*** Dataset excerpts Section Begins ***

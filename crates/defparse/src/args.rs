//! Argument maps: the parsed value bag and call-time arguments.

use crate::error::CallError;
use crate::value::{FromValue, Value};
use serde::ser::{Serialize, SerializeMap, Serializer};

/// Ordered `name -> value` storage shared by both maps.
#[derive(Debug, Clone, Default, PartialEq)]
struct Entries(Vec<(String, Value)>);

impl Entries {
    fn insert(&mut self, name: String, value: Value) -> Option<Value> {
        match self.0.iter_mut().find(|(k, _)| *k == name) {
            Some((_, slot)) => Some(std::mem::replace(slot, value)),
            None => {
                self.0.push((name, value));
                None
            }
        }
    }

    fn get(&self, name: &str) -> Option<&Value> {
        self.0.iter().find(|(k, _)| k == name).map(|(_, v)| v)
    }

    fn remove(&mut self, name: &str) -> Option<Value> {
        let index = self.0.iter().position(|(k, _)| k == name)?;
        Some(self.0.remove(index).1)
    }

    fn iter(&self) -> impl Iterator<Item = (&str, &Value)> {
        self.0.iter().map(|(k, v)| (k.as_str(), v))
    }
}

/// Values produced by one parse, keyed by flag name in registration order.
///
/// A new bag replaces the previous one on every parse; dispatch only reads it.
#[derive(Debug, Clone, Default, PartialEq)]
pub struct ParsedArgs {
    entries: Entries,
}

impl ParsedArgs {
    pub fn new() -> Self {
        Self::default()
    }

    pub(crate) fn insert(&mut self, flag: impl Into<String>, value: Value) {
        self.entries.insert(flag.into(), value);
    }

    /// The value parsed (or defaulted) for `flag`.
    pub fn get(&self, flag: &str) -> Option<&Value> {
        self.entries.get(flag)
    }

    pub fn contains(&self, flag: &str) -> bool {
        self.entries.get(flag).is_some()
    }

    pub fn iter(&self) -> impl Iterator<Item = (&str, &Value)> {
        self.entries.iter()
    }

    pub fn len(&self) -> usize {
        self.entries.0.len()
    }

    pub fn is_empty(&self) -> bool {
        self.entries.0.is_empty()
    }
}

impl Serialize for ParsedArgs {
    fn serialize<S: Serializer>(&self, serializer: S) -> Result<S::Ok, S::Error> {
        let mut map = serializer.serialize_map(Some(self.len()))?;
        for (flag, value) in self.iter() {
            map.serialize_entry(flag, value)?;
        }
        map.end()
    }
}

impl<K: Into<String>> FromIterator<(K, Value)> for ParsedArgs {
    fn from_iter<I: IntoIterator<Item = (K, Value)>>(iter: I) -> Self {
        let mut parsed = ParsedArgs::new();
        for (flag, value) in iter {
            parsed.insert(flag, value);
        }
        parsed
    }
}

/// Arguments bound to a callable's parameters by name.
///
/// Inserting a name twice keeps the position of the first insert and the
/// value of the last, which is how overrides take precedence over parsed
/// values.
#[derive(Debug, Clone, Default, PartialEq)]
pub struct CallArgs {
    entries: Entries,
}

impl CallArgs {
    pub fn new() -> Self {
        Self::default()
    }

    /// Adds an argument, builder style.
    pub fn with(mut self, name: impl Into<String>, value: impl Into<Value>) -> Self {
        self.insert(name, value);
        self
    }

    /// Adds an argument, returning the value it replaced.
    pub fn insert(&mut self, name: impl Into<String>, value: impl Into<Value>) -> Option<Value> {
        self.entries.insert(name.into(), value.into())
    }

    pub fn get(&self, name: &str) -> Option<&Value> {
        self.entries.get(name)
    }

    pub fn contains(&self, name: &str) -> bool {
        self.entries.get(name).is_some()
    }

    pub fn iter(&self) -> impl Iterator<Item = (&str, &Value)> {
        self.entries.iter()
    }

    pub fn len(&self) -> usize {
        self.entries.0.len()
    }

    pub fn is_empty(&self) -> bool {
        self.entries.0.is_empty()
    }

    /// Removes and converts a required argument.
    ///
    /// An absent argument falls back to [`FromValue::missing`], so `Option`
    /// parameters are optional without a default.
    pub fn take<T: FromValue>(&mut self, name: &str) -> Result<T, CallError> {
        match self.entries.remove(name) {
            Some(value) => convert(name, value),
            None => T::missing().ok_or_else(|| CallError::MissingArgument(name.to_string())),
        }
    }

    /// Removes and converts an argument, using `default` when it is absent.
    pub fn take_or_else<T, F>(&mut self, name: &str, default: F) -> Result<T, CallError>
    where
        T: FromValue,
        F: FnOnce() -> T,
    {
        match self.entries.remove(name) {
            Some(value) => convert(name, value),
            None => Ok(default()),
        }
    }

    /// Fails if any argument was not taken.
    pub fn finish(self) -> Result<(), CallError> {
        match self.entries.0.into_iter().next() {
            Some((name, _)) => Err(CallError::UnexpectedArgument(name)),
            None => Ok(()),
        }
    }
}

fn convert<T: FromValue>(name: &str, value: Value) -> Result<T, CallError> {
    T::from_value(value).map_err(|source| CallError::InvalidValue {
        name: name.to_string(),
        source,
    })
}

impl<K: Into<String>, V: Into<Value>> FromIterator<(K, V)> for CallArgs {
    fn from_iter<I: IntoIterator<Item = (K, V)>>(iter: I) -> Self {
        let mut args = CallArgs::new();
        for (name, value) in iter {
            args.insert(name, value);
        }
        args
    }
}

#[cfg(test)]
mod tests {
    use super::*;

    #[test]
    fn later_insert_wins_and_keeps_position() {
        let mut args = CallArgs::new().with("a", 1i64).with("b", 2i64);
        assert_eq!(args.insert("a", 10i64), Some(Value::Int(1)));
        let entries: Vec<(&str, &Value)> = args.iter().collect();
        assert_eq!(entries, [("a", &Value::Int(10)), ("b", &Value::Int(2))]);
    }

    #[test]
    fn take_converts_and_removes() {
        let mut args = CallArgs::new().with("a", 3i64);
        let a: i64 = args.take("a").unwrap();
        assert_eq!(a, 3);
        assert!(args.is_empty());
        assert!(args.finish().is_ok());
    }

    #[test]
    fn take_reports_missing_and_invalid() {
        let mut args = CallArgs::new().with("a", "three");
        assert_eq!(
            args.take::<i64>("b"),
            Err(CallError::MissingArgument("b".into()))
        );
        assert!(matches!(
            args.take::<i64>("a"),
            Err(CallError::InvalidValue { ref name, .. }) if name == "a"
        ));
    }

    #[test]
    fn option_parameters_default_to_none() {
        let mut args = CallArgs::new();
        let limit: Option<u32> = args.take("limit").unwrap();
        assert_eq!(limit, None);
    }

    #[test]
    fn take_or_else_only_runs_default_when_absent() {
        let mut args = CallArgs::new().with("b", 1.2);
        let b: f64 = args.take_or_else("b", || 0.3).unwrap();
        let c: f64 = args.take_or_else("c", || 0.3).unwrap();
        assert_eq!((b, c), (1.2, 0.3));
    }

    #[test]
    fn finish_rejects_leftovers() {
        let args = CallArgs::new().with("extra", true);
        assert_eq!(
            args.finish(),
            Err(CallError::UnexpectedArgument("extra".into()))
        );
    }

    #[test]
    fn parsed_args_serialize_as_map() {
        let parsed: ParsedArgs = [("A", Value::Int(4)), ("B", Value::Float(0.3))]
            .into_iter()
            .collect();
        assert_eq!(
            serde_json::to_string(&parsed).unwrap(),
            r#"{"A":4,"B":0.3}"#
        );
        assert_eq!(parsed.get("A"), Some(&Value::Int(4)));
        assert!(!parsed.contains("C"));
    }
}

*** Dataset excerpts Section Ends ***

Work required — Copy exactly the lines that run from the first line of the data to the line containing "let mut map", please, with both ends included and nothing else.

Task solution —
filename crates/defparse/src/args.rs
//! Argument maps: the parsed value bag and call-time arguments.

use crate::error::CallError;
use crate::value::{FromValue, Value};
use serde::ser::{Serialize, SerializeMap, Serializer};

/// Ordered `name -> value` storage shared by both maps.
#[derive(Debug, Clone, Default, PartialEq)]
struct Entries(Vec<(String, Value)>);

impl Entries {
    fn insert(&mut self, name: String, value: Value) -> Option<Value> {
        match self.0.iter_mut().find(|(k, _)| *k == name) {
            Some((_, slot)) => Some(std::mem::replace(slot, value)),
            None => {
                self.0.push((name, value));
                None
            }
        }
    }

    fn get(&self, name: &str) -> Option<&Value> {
        self.0.iter().find(|(k, _)| k == name).map(|(_, v)| v)
    }

    fn remove(&mut self, name: &str) -> Option<Value> {
        let index = self.0.iter().position(|(k, _)| k == name)?;
        Some(self.0.remove(index).1)
    }

    fn iter(&self) -> impl Iterator<Item = (&str, &Value)> {
        self.0.iter().map(|(k, v)| (k.as_str(), v))
    }
}

/// Values produced by one parse, keyed by flag name in registration order.
///
/// A new bag replaces the previous one on every parse; dispatch only reads it.
#[derive(Debug, Clone, Default, PartialEq)]
pub struct ParsedArgs {
    entries: Entries,
}

impl ParsedArgs {
    pub fn new() -> Self {
        Self::default()
    }

    pub(crate) fn insert(&mut self, flag: impl Into<String>, value: Value) {
        self.entries.insert(flag.into(), value);
    }

    /// The value parsed (or defaulted) for `flag`.
    pub fn get(&self, flag: &str) -> Option<&Value> {
        self.entries.get(flag)
    }

    pub fn contains(&self, flag: &str) -> bool {
        self.entries.get(flag).is_some()
    }

    pub fn iter(&self) -> impl Iterator<Item = (&str, &Value)> {
        self.entries.iter()
    }

    pub fn len(&self) -> usize {
        self.entries.0.len()
    }

    pub fn is_empty(&self) -> bool {
        self.entries.0.is_empty()
    }
}

impl Serialize for ParsedArgs {
    fn serialize<S: Serializer>(&self, serializer: S) -> Result<S::Ok, S::Error> {
        let mut map = serializer.serialize_map(Some(self.len()))?;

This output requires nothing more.